* Stored items:

//! rulegen - resumable per-library rule generation

use std::process::ExitCode;

use colored::Colorize;
use rulegen_cli::error::exit_code_from_error;

#[tokio::main]
async fn main() -> ExitCode {
    match rulegen_cli::run().await {
        Ok(()) => ExitCode::SUCCESS,
        Err(err) => {
            eprintln!("{} {err:#}", "error:".red().bold());
            ExitCode::from(exit_code_from_error(&err))
        },
    }
}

* Task objective: Take the entries above and copy them out exactly.

* Reply to the task:
//! rulegen - resumable per-library rule generation

use std::process::ExitCode;

use colored::Colorize;
use rulegen_cli::error::exit_code_from_error;

#[tokio::main]
async fn main() -> ExitCode {
    match rulegen_cli::run().await {
        Ok(()) => ExitCode::SUCCESS,
        Err(err) => {
            eprintln!("{} {err:#}", "error:".red().bold());
            ExitCode::from(exit_code_from_error(&err))
        },
    }
}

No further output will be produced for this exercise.